───── Input data

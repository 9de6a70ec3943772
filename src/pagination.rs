use serde::{Deserialize, Serialize};

pub const DEFAULT_PAGE_SIZE: u32 = 20;
pub const MAX_PAGE_SIZE: u32 = 100;

/// `?page=&limit=` query parameters. Missing or zero values fall back to defaults.
#[derive(Debug, Clone, Copy, Default, Deserialize)]
pub struct PageQuery {
    pub page: Option<u32>,
    pub limit: Option<u32>,
}

/// A resolved page window.
#[derive(Debug, Clone, Copy, PartialEq, Eq)]
pub struct Page {
    pub number: u32,
    pub size: u32,
}

impl Page {
    pub fn offset(&self) -> u64 {
        u64::from(self.number - 1) * u64::from(self.size)
    }

    /// Slices an in-memory collection down to this page.
    pub fn slice<T: Clone>(&self, items: &[T]) -> Vec<T> {
        let start = usize::try_from(self.offset()).unwrap_or(usize::MAX);
        items
            .iter()
            .skip(start)
            .take(self.size as usize)
            .cloned()
            .collect()
    }

    pub fn info(&self, total_items: u64) -> PageInfo {
        PageInfo {
            total_pages: total_items.div_ceil(u64::from(self.size)),
            current_page: self.number,
            total_items,
            page_size: self.size,
        }
    }
}

impl From<PageQuery> for Page {
    fn from(query: PageQuery) -> Self {
        let number = query.page.filter(|p| *p > 0).unwrap_or(1);
        let size = query
            .limit
            .filter(|l| *l > 0)
            .unwrap_or(DEFAULT_PAGE_SIZE)
            .min(MAX_PAGE_SIZE);
        Self { number, size }
    }
}

#[derive(Debug, Clone, PartialEq, Eq, Serialize, Deserialize)]
#[serde(rename_all = "camelCase")]
pub struct PageInfo {
    pub total_pages: u64,
    pub current_page: u32,
    pub total_items: u64,
    pub page_size: u32,
}

#[cfg(test)]
mod tests {
    use super::*;

    #[test]
    fn test_defaults_and_clamping() {
        let page = Page::from(PageQuery::default());
        assert_eq!(page, Page { number: 1, size: 20 });

        let page = Page::from(PageQuery {
            page: Some(0),
            limit: Some(5_000),
        });
        assert_eq!(page, Page { number: 1, size: MAX_PAGE_SIZE });
    }

    #[test]
    fn test_slice_and_info() {
        let items: Vec<u32> = (1..=45).collect();
        let page = Page { number: 3, size: 20 };

        assert_eq!(page.slice(&items), vec![41, 42, 43, 44, 45]);
        let info = page.info(items.len() as u64);
        assert_eq!(info.total_pages, 3);
        assert_eq!(info.current_page, 3);
        assert_eq!(info.total_items, 45);
    }

    #[test]
    fn test_past_the_end_is_empty() {
        let items = vec![1, 2, 3];
        let page = Page { number: 9, size: 2 };
        assert!(page.slice(&items).is_empty());
        assert_eq!(page.info(0).total_pages, 0);
    }
}
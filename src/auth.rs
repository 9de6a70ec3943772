//! Identity and role resolution: password verification, signed token pairs and
//! single-session refresh-token rotation.

use argon2::password_hash::{
    rand_core::OsRng, PasswordHash, PasswordHasher, PasswordVerifier, SaltString,
};
use argon2::Argon2;
use chrono::Utc;
use jsonwebtoken::{Algorithm, DecodingKey, EncodingKey, Header, Validation};
use serde::{Deserialize, Serialize};
use sha2::{Digest, Sha256};
use std::sync::{Arc, OnceLock};
use uuid::Uuid;

use crate::config::Config;
use crate::errors::AppError;
use crate::models::{Role, TokenPair};
use crate::store::Store;

/// Payload of both access and refresh tokens.
#[derive(Debug, Clone, PartialEq, Serialize, Deserialize)]
pub struct Claims {
    /// User id.
    pub sub: Uuid,
    pub role: Role,
    pub iat: i64,
    pub exp: i64,
    /// Unique per issued token, so two tokens minted in the same second differ.
    pub jti: Uuid,
}

#[derive(Debug, Clone, Copy, PartialEq, Eq)]
pub enum TokenKind {
    Access,
    Refresh,
}

struct KeyPair {
    encoding: EncodingKey,
    decoding: DecodingKey,
    ttl_secs: i64,
}

/// HS256 signing material. Access and refresh tokens use distinct secrets, so
/// one can never be presented as the other.
pub struct TokenKeys {
    access: KeyPair,
    refresh: KeyPair,
    validation: Validation,
}

impl TokenKeys {
    pub fn new(
        access_secret: &str,
        refresh_secret: &str,
        access_ttl_secs: i64,
        refresh_ttl_secs: i64,
    ) -> Self {
        let mut validation = Validation::new(Algorithm::HS256);
        validation.leeway = 0;

        Self {
            access: KeyPair {
                encoding: EncodingKey::from_secret(access_secret.as_bytes()),
                decoding: DecodingKey::from_secret(access_secret.as_bytes()),
                ttl_secs: access_ttl_secs,
            },
            refresh: KeyPair {
                encoding: EncodingKey::from_secret(refresh_secret.as_bytes()),
                decoding: DecodingKey::from_secret(refresh_secret.as_bytes()),
                ttl_secs: refresh_ttl_secs,
            },
            validation,
        }
    }

    pub fn from_config(config: &Config) -> Self {
        Self::new(
            &config.access_token_secret,
            &config.refresh_token_secret,
            config.access_token_ttl_secs,
            config.refresh_token_ttl_secs,
        )
    }

    fn keys(&self, kind: TokenKind) -> &KeyPair {
        match kind {
            TokenKind::Access => &self.access,
            TokenKind::Refresh => &self.refresh,
        }
    }

    pub fn issue(&self, kind: TokenKind, user_id: Uuid, role: Role) -> Result<String, AppError> {
        let keys = self.keys(kind);
        let now = Utc::now().timestamp();
        let claims = Claims {
            sub: user_id,
            role,
            iat: now,
            exp: now + keys.ttl_secs,
            jti: Uuid::new_v4(),
        };

        jsonwebtoken::encode(&Header::new(Algorithm::HS256), &claims, &keys.encoding)
            .map_err(|e| AppError::InternalError(format!("Failed to sign token: {}", e)))
    }

    pub fn issue_pair(&self, user_id: Uuid, role: Role) -> Result<TokenPair, AppError> {
        Ok(TokenPair {
            access_token: self.issue(TokenKind::Access, user_id, role)?,
            refresh_token: self.issue(TokenKind::Refresh, user_id, role)?,
        })
    }

    /// Checks signature and expiry.
    pub fn verify(
        &self,
        kind: TokenKind,
        token: &str,
    ) -> Result<Claims, jsonwebtoken::errors::Error> {
        jsonwebtoken::decode::<Claims>(token, &self.keys(kind).decoding, &self.validation)
            .map(|data| data.claims)
    }
}

/// Argon2id PHC string with a fresh random salt.
pub fn hash_password(password: &str) -> Result<String, AppError> {
    let salt = SaltString::generate(&mut OsRng);
    Argon2::default()
        .hash_password(password.as_bytes(), &salt)
        .map(|hash| hash.to_string())
        .map_err(|e| AppError::InternalError(format!("Failed to hash password: {}", e)))
}

/// Constant-time verification against a stored PHC string.
pub fn verify_password(password: &str, stored_hash: &str) -> Result<bool, AppError> {
    let parsed = PasswordHash::new(stored_hash)
        .map_err(|e| AppError::InternalError(format!("Stored password hash is invalid: {}", e)))?;
    Ok(Argon2::default()
        .verify_password(password.as_bytes(), &parsed)
        .is_ok())
}

/// Hashing is CPU-bound; keep it off the async workers.
pub async fn hash_password_blocking(password: String) -> Result<String, AppError> {
    tokio::task::spawn_blocking(move || hash_password(&password)).await?
}

async fn verify_password_blocking(password: String, stored_hash: String) -> Result<bool, AppError> {
    tokio::task::spawn_blocking(move || verify_password(&password, &stored_hash)).await?
}

/// Stand-in hash checked when no account matches, so an unknown email costs
/// the same Argon2 work as a wrong password.
fn placeholder_hash() -> Option<&'static str> {
    static HASH: OnceLock<Option<String>> = OnceLock::new();
    HASH.get_or_init(|| hash_password("placeholder-for-unknown-accounts").ok())
        .as_deref()
}

async fn verify_against_placeholder(password: String) -> Result<(), AppError> {
    tokio::task::spawn_blocking(move || {
        if let Some(hash) = placeholder_hash() {
            let _ = verify_password(&password, hash);
        }
    })
    .await?;
    Ok(())
}

/// SHA-256 hex digest under which a refresh token is stored.
pub fn token_digest(token: &str) -> String {
    let mut hasher = Sha256::new();
    hasher.update(token.as_bytes());
    hex::encode(hasher.finalize())
}

pub struct AuthService {
    store: Arc<dyn Store>,
    keys: Arc<TokenKeys>,
}

impl AuthService {
    pub fn new(store: Arc<dyn Store>, keys: Arc<TokenKeys>) -> Self {
        Self { store, keys }
    }

    /// Verifies credentials, resolves the user's role and opens a new session.
    /// Any previous refresh token of the user stops working.
    pub async fn authenticate(&self, email: &str, password: &str) -> Result<TokenPair, AppError> {
        let email = email.trim().to_lowercase();
        let Some(user) = self.store.find_user_by_email(&email).await? else {
            verify_against_placeholder(password.to_string()).await?;
            return Err(AppError::InvalidCredentials);
        };

        if !verify_password_blocking(password.to_string(), user.password_hash.clone()).await? {
            tracing::warn!("Failed login attempt for user {}", user.id);
            return Err(AppError::InvalidCredentials);
        }

        let profile = match self.store.find_profile_by_user(user.id).await? {
            Some(profile) => profile,
            None => {
                tracing::warn!("User {} has no role profile; refusing login", user.id);
                return Err(AppError::InvalidCredentials);
            }
        };

        let pair = self.keys.issue_pair(user.id, profile.role())?;
        self.store
            .replace_refresh_token(user.id, &token_digest(&pair.refresh_token))
            .await?;

        tracing::info!("User {} logged in as {}", user.id, profile.kind);
        Ok(pair)
    }

    /// Exchanges the active refresh token for a new pair.
    ///
    /// A token that verifies but is no longer the stored one (superseded by a
    /// later login or refresh, or revoked by logout) is rejected.
    pub async fn refresh(&self, refresh_token: &str) -> Result<TokenPair, AppError> {
        let claims = self
            .keys
            .verify(TokenKind::Refresh, refresh_token)
            .map_err(|e| AppError::InvalidToken(e.to_string()))?;

        let profile = self
            .store
            .find_profile_by_user(claims.sub)
            .await?
            .ok_or_else(|| AppError::InvalidToken("account no longer exists".to_string()))?;

        let pair = self.keys.issue_pair(claims.sub, profile.role())?;
        let rotated = self
            .store
            .rotate_refresh_token(
                claims.sub,
                &token_digest(refresh_token),
                &token_digest(&pair.refresh_token),
            )
            .await?;

        if !rotated {
            return Err(AppError::InvalidToken(format!(
                "refresh token for user {} is not the active one",
                claims.sub
            )));
        }

        tracing::debug!("Rotated refresh token for user {}", claims.sub);
        Ok(pair)
    }

    pub async fn logout(&self, user_id: Uuid) -> Result<(), AppError> {
        if self.store.revoke_refresh_token(user_id).await? {
            tracing::info!("User {} logged out", user_id);
        }
        Ok(())
    }
}

#[cfg(test)]
mod tests {
    use super::*;

    fn keys() -> TokenKeys {
        TokenKeys::new("access-secret-for-tests", "refresh-secret-for-tests", 600, 21_600)
    }

    #[test]
    fn test_password_hash_verifies_and_is_salted() {
        let first = hash_password("123456").unwrap();
        let second = hash_password("123456").unwrap();

        assert_ne!(first, second);
        assert!(verify_password("123456", &first).unwrap());
        assert!(!verify_password("654321", &first).unwrap());
    }

    #[test]
    fn test_tokens_carry_role_and_expiry() {
        let keys = keys();
        let user_id = Uuid::new_v4();
        let role = Role::Analyst(Uuid::new_v4());

        let token = keys.issue(TokenKind::Access, user_id, role).unwrap();
        let claims = keys.verify(TokenKind::Access, &token).unwrap();

        assert_eq!(claims.sub, user_id);
        assert_eq!(claims.role, role);
        assert_eq!(claims.exp - claims.iat, 600);
    }

    #[test]
    fn test_access_and_refresh_keys_are_not_interchangeable() {
        let keys = keys();
        let role = Role::Customer(Uuid::new_v4());
        let refresh = keys.issue(TokenKind::Refresh, Uuid::new_v4(), role).unwrap();

        assert!(keys.verify(TokenKind::Access, &refresh).is_err());
        assert!(keys.verify(TokenKind::Refresh, &refresh).is_ok());
    }

    #[test]
    fn test_expired_token_is_rejected() {
        let keys = TokenKeys::new("a-secret", "r-secret", -5, -5);
        let token = keys
            .issue(TokenKind::Access, Uuid::new_v4(), Role::Admin(Uuid::new_v4()))
            .unwrap();
        assert!(keys.verify(TokenKind::Access, &token).is_err());
    }

    #[test]
    fn test_pairs_issued_back_to_back_differ() {
        let keys = keys();
        let user_id = Uuid::new_v4();
        let role = Role::Customer(Uuid::new_v4());

        let a = keys.issue_pair(user_id, role).unwrap();
        let b = keys.issue_pair(user_id, role).unwrap();
        assert_ne!(a.refresh_token, b.refresh_token);
        assert_ne!(token_digest(&a.refresh_token), token_digest(&b.refresh_token));
    }

    #[test]
    fn test_token_digest_is_sha256_hex() {
        let digest = token_digest("abc");
        assert_eq!(
            digest,
            "ba7816bf8f01cfea414140de5dae2223b00361a396177a9cb410ff61f20015ad"
        );
    }

    #[test]
    fn test_placeholder_hash_is_a_real_argon2_hash() {
        let hash = placeholder_hash().unwrap();
        assert!(hash.starts_with("$argon2id$"));
        assert!(!verify_password("123456", hash).unwrap());
    }

    #[tokio::test]
    async fn test_unknown_email_is_invalid_credentials() {
        let service = AuthService::new(
            Arc::new(crate::memory_store::MemoryStore::new()),
            Arc::new(keys()),
        );

        let err = service
            .authenticate("nobody@example.com", "123456")
            .await
            .unwrap_err();
        assert!(matches!(err, AppError::InvalidCredentials));
    }
}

──────────

● About this exercise
Print the first line of the records above and each line after it, exactly, through the line with "pub struct PageQuery".

● Exercise response
repository 9de6a70ec3943772
filename src/pagination.rs
use serde::{Deserialize, Serialize};

pub const DEFAULT_PAGE_SIZE: u32 = 20;
pub const MAX_PAGE_SIZE: u32 = 100;

/// `?page=&limit=` query parameters. Missing or zero values fall back to defaults.
#[derive(Debug, Clone, Copy, Default, Deserialize)]
pub struct PageQuery {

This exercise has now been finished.